At this point, the best I can do is be very sure not to be so very sure in the future and that I make damned sure that I know what I’m talking about! I usually try to do that, but in this case, I failed just as have so many others who perhaps did not know what I have since learned! Rights only work when we use them sparingly!


Valerie Protopapas

Valerie Protopapas is an independent historian and the former editor of The Southern Cavalry Review, the journal of The Stuart-Mosby Historical Society.

2 Comments

  • Paul Yarbrough says:

    I tend to agree (if I understand). The problem, as I see it, it that since we all have, indeed. “…fallen short…” We do have “equity” in that regard —except for the “Wokies,” who are, of course, perfect!
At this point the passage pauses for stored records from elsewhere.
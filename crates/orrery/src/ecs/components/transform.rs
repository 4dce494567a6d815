use crate::ecs::Component;
use glam::*;

/// Position, orientation and uniform scale in simulation space (meters).
#[derive(Debug, Clone, Copy, PartialEq)]
pub struct Transform {
    pub position: DVec3,
    pub rotation: DQuat,
    pub scale: f64,
}

impl Component for Transform {}

impl Default for Transform {
    fn default() -> Self {
        Self::IDENTITY
    }
}

impl Transform {
    pub const IDENTITY: Self = Self {
        position: DVec3::ZERO,
        rotation: DQuat::IDENTITY,
        scale: 1.0,
    };

    pub fn from_position(position: DVec3) -> Self {
        Self {
            position,
            ..Self::IDENTITY
        }
    }

    /// Applies `local` on top of this transform, as if `local` was expressed in this
    /// transform's space.
    #[inline]
    pub fn compose(&self, local: &Transform) -> Transform {
        Transform {
            position: self.position + self.rotation * local.position,
            rotation: (self.rotation * local.rotation).normalize(),
            scale: self.scale * local.scale,
        }
    }

    /// Scale, then rotate, then translate.
    #[inline]
    pub fn as_dmat4(&self) -> DMat4 {
        DMat4::from_scale_rotation_translation(
            DVec3::splat(self.scale),
            self.rotation,
            self.position,
        )
    }
}
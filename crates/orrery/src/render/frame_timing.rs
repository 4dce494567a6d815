use std::{
    collections::VecDeque,
    time::{Duration, Instant},
};

/// Timing information of a single [`super::Renderer::draw_frame`] call.
#[derive(Debug, Clone, Copy)]
pub struct FrameTiming {
    pub frame_counter: u64,
    pub slot: usize,
    pub start: Instant,
    pub end: Instant,
    /// Whether the frame got submitted and presented, as opposed to being dropped.
    pub presented: bool,
}

impl FrameTiming {
    /// Time spent on the CPU side of the frame.
    #[doc(alias = "delta")]
    pub fn cpu_time(&self) -> Duration {
        self.end.duration_since(self.start)
    }
}

/// Bounded history of frame timings, oldest first.
#[derive(Debug, Clone)]
pub struct FrameTimingHistory {
    pub max_history_size: usize,
    history: VecDeque<FrameTiming>,
    pending: Option<(Instant, u64, usize)>,
}

impl FrameTimingHistory {
    pub fn new(max_history_size: usize) -> Self {
        Self {
            max_history_size: max_history_size.max(1),
            history: VecDeque::with_capacity(max_history_size.min(4096)),
            pending: None,
        }
    }

    pub fn begin_frame(&mut self, frame_counter: u64, slot: usize) {
        debug_assert!(self.pending.is_none());
        self.pending = Some((Instant::now(), frame_counter, slot));
    }

    pub fn finish_frame(&mut self, presented: bool) {
        let Some((start, frame_counter, slot)) = self.pending.take() else {
            return;
        };

        if self.history.len() >= self.max_history_size {
            self.history.pop_front();
        }
        self.history.push_back(FrameTiming {
            frame_counter,
            slot,
            start,
            end: Instant::now(),
            presented,
        });
    }

    pub fn iter(&self) -> impl Iterator<Item = &FrameTiming> {
        self.history.iter()
    }

    pub fn last(&self) -> Option<&FrameTiming> {
        self.history.back()
    }

    pub fn len(&self) -> usize {
        self.history.len()
    }

    pub fn is_empty(&self) -> bool {
        self.history.is_empty()
    }

    pub fn dropped_frames(&self) -> usize {
        self.history.iter().filter(|t| !t.presented).count()
    }

    /// Mean CPU time over the recorded history.
    pub fn average_cpu_time(&self) -> Duration {
        if self.history.is_empty() {
            return Duration::ZERO;
        }
        let total: Duration = self.history.iter().map(FrameTiming::cpu_time).sum();
        total / self.history.len() as u32
    }
}

#[cfg(test)]
mod tests {
    use super::*;

    #[test]
    pub fn history_is_bounded() {
        let mut history = FrameTimingHistory::new(3);
        for frame in 0..5 {
            history.begin_frame(frame, frame as usize % 3);
            history.finish_frame(frame != 2);
        }

        assert_eq!(history.len(), 3);
        let frames: Vec<_> = history.iter().map(|t| t.frame_counter).collect();
        assert_eq!(frames, vec![2, 3, 4]);
        assert_eq!(history.dropped_frames(), 1);
    }
}
use paste::paste;
use std::num::NonZeroU64;

/// Generates the handle newtypes, the [`GpuObject`] union over all of them, and the typed
/// accessors on [`GpuObject`].
macro_rules! gpu_handles {
    ($($name:ident),* $(,)?) => {
        $(
            #[derive(Debug, Clone, Copy, PartialEq, Eq, Hash, PartialOrd, Ord)]
            pub struct $name(NonZeroU64);

            impl $name {
                pub const fn from_raw(raw: NonZeroU64) -> Self {
                    Self(raw)
                }

                pub const fn raw(self) -> u64 {
                    self.0.get()
                }
            }

            impl From<$name> for GpuObject {
                fn from(handle: $name) -> Self {
                    GpuObject::$name(handle)
                }
            }
        )*

        /// Any API object, tagged with its kind. Cleanup tasks list the objects they release
        /// as `GpuObject`s.
        #[derive(Debug, Clone, Copy, PartialEq, Eq, Hash)]
        pub enum GpuObject {
            $($name($name)),*
        }

        impl GpuObject {
            pub fn raw(self) -> u64 {
                match self {
                    $(GpuObject::$name(handle) => handle.raw()),*
                }
            }

            pub fn kind(self) -> &'static str {
                match self {
                    $(GpuObject::$name(_) => stringify!($name)),*
                }
            }

            paste! {
                $(
                    pub fn [<as_ $name:snake>](self) -> Option<$name> {
                        match self {
                            GpuObject::$name(handle) => Some(handle),
                            #[allow(unreachable_patterns)]
                            _ => None,
                        }
                    }
                )*
            }
        }
    };
}

gpu_handles! {
    Buffer,
    Image,
    ImageView,
    Sampler,
    Swapchain,
    Framebuffer,
    RenderPass,
    Pipeline,
    DescriptorPool,
    DescriptorSet,
    CommandPool,
    CommandBuffer,
    Semaphore,
    Fence,
}
use super::{
    lookup_component_type_index, Component, ComponentMask, ComponentStorage, EcsError, EntityId,
    Registry,
};
use std::{fmt, marker::PhantomData};

/// A set of component types, expressed as a tuple (`(A,)`, `(A, B)`, ...).
///
/// Implemented for tuples of up to eight components. The empty tuple is a valid [`Query`], but
/// views refuse it with [`EcsError::EmptyViewSpec`].
pub trait Query: 'static {
    /// What iteration yields for each entity, a tuple of component clones.
    type Item;

    /// Mask of all types in the query. Fails if any of them has no array in the registry.
    fn required_mask(registry: &Registry) -> Result<ComponentMask, EcsError>;

    /// Mask of the types in the query that were ever registered. Types that weren't can't be
    /// owned by any entity, so they contribute nothing.
    fn known_mask() -> ComponentMask;

    fn fetch(storage: &ComponentStorage, entity: EntityId) -> Option<Self::Item>;
}

impl Query for () {
    type Item = ();

    fn required_mask(_registry: &Registry) -> Result<ComponentMask, EcsError> {
        Err(EcsError::EmptyViewSpec)
    }

    fn known_mask() -> ComponentMask {
        ComponentMask::EMPTY
    }

    fn fetch(_storage: &ComponentStorage, _entity: EntityId) -> Option<Self::Item> {
        Some(())
    }
}

macro_rules! impl_query {
    ($($t:ident),+) => {
        impl<$($t: Component),+> Query for ($($t,)+) {
            type Item = ($($t,)+);

            fn required_mask(registry: &Registry) -> Result<ComponentMask, EcsError> {
                let mut mask = ComponentMask::EMPTY;
                $(mask.set(registry.registered_index::<$t>()?);)+
                Ok(mask)
            }

            fn known_mask() -> ComponentMask {
                let mut mask = ComponentMask::EMPTY;
                $(
                    if let Some(index) = lookup_component_type_index::<$t>() {
                        mask.set(index);
                    }
                )+
                mask
            }

            fn fetch(storage: &ComponentStorage, entity: EntityId) -> Option<Self::Item> {
                Some(($(storage.array::<$t>()?.get_ref(entity)?.clone(),)+))
            }
        }
    };
}

impl_query!(A);
impl_query!(A, B);
impl_query!(A, B, C);
impl_query!(A, B, C, D);
impl_query!(A, B, C, D, E);
impl_query!(A, B, C, D, E, F);
impl_query!(A, B, C, D, E, F, G);
impl_query!(A, B, C, D, E, F, G, H);

/// A filtered snapshot of the registry's entities.
///
/// The set of matching entities is captured when the view is created (or refreshed), while
/// components are read during iteration. Components may be updated or added while a view is
/// being iterated, but an entity whose required components get erased before iteration reaches
/// it is skipped rather than yielded.
///
/// Iteration yields clones of the components rather than references into the arrays. Each entity
/// is fetched under the registry lock, which is released before the item is handed out, so an
/// item doesn't pin the array and later writes go through
/// [`Registry::update_component`]. An item reflects the array at the moment its entity was
/// reached and doesn't follow later updates.
pub struct View<'r, Q: Query> {
    registry: &'r Registry,
    required: ComponentMask,
    ignored: ComponentMask,
    snapshot: Vec<(EntityId, ComponentMask)>,
    matches: Vec<EntityId>,
    _query: PhantomData<fn() -> Q>,
}

impl<'r, Q: Query> View<'r, Q> {
    pub(crate) fn new(registry: &'r Registry) -> Result<Self, EcsError> {
        let required = Q::required_mask(registry)?;
        let mut view = Self {
            registry,
            required,
            ignored: ComponentMask::EMPTY,
            snapshot: registry.snapshot(),
            matches: Vec::new(),
            _query: PhantomData,
        };
        view.filter();
        Ok(view)
    }

    /// Excludes entities owning any of the components in `I`.
    pub fn ignore_components<I: Query>(mut self) -> Self {
        self.ignored = self.ignored.union(I::known_mask());
        self.filter();
        self
    }

    /// Takes a new snapshot of the registry.
    pub fn refresh(&mut self) {
        self.snapshot = self.registry.snapshot();
        self.filter();
    }

    /// Amount of matching entities in the snapshot.
    pub fn size(&self) -> usize {
        self.matches.len()
    }

    pub fn is_empty(&self) -> bool {
        self.matches.is_empty()
    }

    /// Matching entity ids, in iteration order.
    pub fn entities(&self) -> &[EntityId] {
        &self.matches
    }

    pub fn iter(&self) -> ViewIter<'_, 'r, Q> {
        ViewIter {
            view: self,
            position: 0,
        }
    }

    fn filter(&mut self) {
        let (required, ignored) = (self.required, self.ignored);
        self.matches = self
            .snapshot
            .iter()
            .filter(|(_, mask)| mask.contains_all(required) && !mask.intersects(ignored))
            .map(|&(id, _)| id)
            .collect();
    }
}

impl<'v, 'r, Q: Query> IntoIterator for &'v View<'r, Q> {
    type Item = (EntityId, Q::Item);
    type IntoIter = ViewIter<'v, 'r, Q>;

    fn into_iter(self) -> Self::IntoIter {
        self.iter()
    }
}

impl<Q: Query> fmt::Debug for View<'_, Q> {
    fn fmt(&self, f: &mut fmt::Formatter<'_>) -> fmt::Result {
        f.debug_struct("View")
            .field("required", &self.required)
            .field("ignored", &self.ignored)
            .field("matches", &self.matches)
            .finish()
    }
}

pub struct ViewIter<'v, 'r, Q: Query> {
    view: &'v View<'r, Q>,
    position: usize,
}

impl<Q: Query> Iterator for ViewIter<'_, '_, Q> {
    type Item = (EntityId, Q::Item);

    fn next(&mut self) -> Option<Self::Item> {
        while let Some(&entity) = self.view.matches.get(self.position) {
            self.position += 1;
            let fetched = self
                .view
                .registry
                .with_storage(|storage| Q::fetch(storage, entity));
            if let Some(components) = fetched {
                return Some((entity, components));
            }
        }
        None
    }

    fn size_hint(&self) -> (usize, Option<usize>) {
        (0, Some(self.view.matches.len() - self.position))
    }
}

#[cfg(test)]
mod tests {
    use super::*;

    #[derive(Debug, Clone, PartialEq)]
    struct A;
    impl Component for A {}

    #[derive(Debug, Clone, PartialEq)]
    struct B;
    impl Component for B {}

    #[derive(Debug, Clone, PartialEq)]
    struct Counter(u32);
    impl Component for Counter {}

    #[test]
    pub fn views_filter_by_required_and_ignored() {
        let registry = Registry::new().unwrap();
        let e1 = registry.create_entity(Some("E1")).unwrap().id;
        let e2 = registry.create_entity(Some("E2")).unwrap().id;
        let e3 = registry.create_entity(Some("E3")).unwrap().id;
        registry.add_component(e1, A).unwrap();
        registry.add_component(e2, A).unwrap();
        registry.add_component(e2, B).unwrap();
        registry.add_component(e3, B).unwrap();

        let both = registry.get_view::<(A, B)>().unwrap();
        assert_eq!(both.entities(), &[e2]);

        let only_a = registry
            .get_view::<(A,)>()
            .unwrap()
            .ignore_components::<(B,)>();
        assert_eq!(only_a.entities(), &[e1]);
    }

    #[test]
    pub fn views_are_complete() {
        let registry = Registry::new().unwrap();
        let mut expected = Vec::new();
        for i in 0..50 {
            let id = registry.create_entity(None).unwrap().id;
            if i % 3 != 0 {
                registry.add_component(id, Counter(i)).unwrap();
                expected.push(id);
            }
        }

        let view = registry.get_view::<(Counter,)>().unwrap();
        let mut seen: Vec<_> = view.iter().map(|(id, _)| id).collect();
        seen.sort_unstable();
        assert_eq!(seen, expected);
    }

    #[test]
    pub fn snapshot_is_stable_until_refresh() {
        let registry = Registry::new().unwrap();
        let first = registry.create_entity(None).unwrap().id;
        registry.add_component(first, Counter(1)).unwrap();

        let mut view = registry.get_view::<(Counter,)>().unwrap();
        let second = registry.create_entity(None).unwrap().id;
        registry.add_component(second, Counter(2)).unwrap();
        assert_eq!(view.size(), 1);

        view.refresh();
        assert_eq!(view.size(), 2);
    }

    #[test]
    pub fn items_are_read_when_reached() {
        let registry = Registry::new().unwrap();
        let first = registry.create_entity(None).unwrap().id;
        let second = registry.create_entity(None).unwrap().id;
        registry.add_component(first, Counter(1)).unwrap();
        registry.add_component(second, Counter(2)).unwrap();

        let view = registry.get_view::<(Counter,)>().unwrap();
        let mut iter = view.iter();
        let (_, (held,)) = iter.next().unwrap();

        registry.update_component(first, Counter(10)).unwrap();
        registry.update_component(second, Counter(20)).unwrap();

        // The held item is a clone, the next one is read after the update
        assert_eq!(held, Counter(1));
        assert_eq!(iter.next(), Some((second, (Counter(20),))));
        assert_eq!(registry.get_component::<Counter>(first), Ok(Counter(10)));
    }

    #[test]
    pub fn mutation_during_iteration() {
        let registry = Registry::new().unwrap();
        let ids: Vec<_> = (0..4)
            .map(|i| {
                let id = registry.create_entity(None).unwrap().id;
                registry.add_component(id, Counter(i)).unwrap();
                id
            })
            .collect();

        let view = registry.get_view::<(Counter,)>().unwrap();
        let mut visited = Vec::new();
        for (id, (counter,)) in &view {
            visited.push(id);
            // Updating the current entity is fine
            registry.update_component(id, Counter(counter.0 + 100)).unwrap();
            // Erasing an entity that hasn't been visited yet makes the view skip it
            if id == ids[0] {
                registry.remove_component::<Counter>(ids[2]).unwrap();
            }
        }

        assert_eq!(visited, vec![ids[0], ids[1], ids[3]]);
        assert_eq!(registry.get_component::<Counter>(ids[1]), Ok(Counter(101)));
    }
}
The enhanced problem is that if we all have had the same rights and exercised them there would no friction, thus no fussin’and fightin’. In my opinion (be it ever so humble) some people believe in rights that do not exist through God, but only through their god, whatever “it” is. The simplest example, I believe, is the fraudulent concept of a right to vote. But I sure enjoyed your article.

  • Albert Alioto says:

    I am currently reading A.A.W. Ramsay’s biography of Robert Peel. Peel voted for a Catholic emancipation act after having opposed the idea for his entire previous public life. He explained:

    “However painful it may be to me to dissever party connections — and I have this night received a formal menace that all such connections have been
    dissevered — still those are consequences which ought not to weigh with one who has undertaken the responsibility to the Crown and to the
    country…… I cannot purchase their support by promising to adhere at all times, and at all hazards, as Minister of the Crown to arguments and opinions
    which I may have heretofore propounded in this House. I reserve to myself, distinctly and unequivocally, the right of adapting my conduct to the
    exigency of the moment, and to the wants of the country.”

    Peel and Mosby would have understood each other.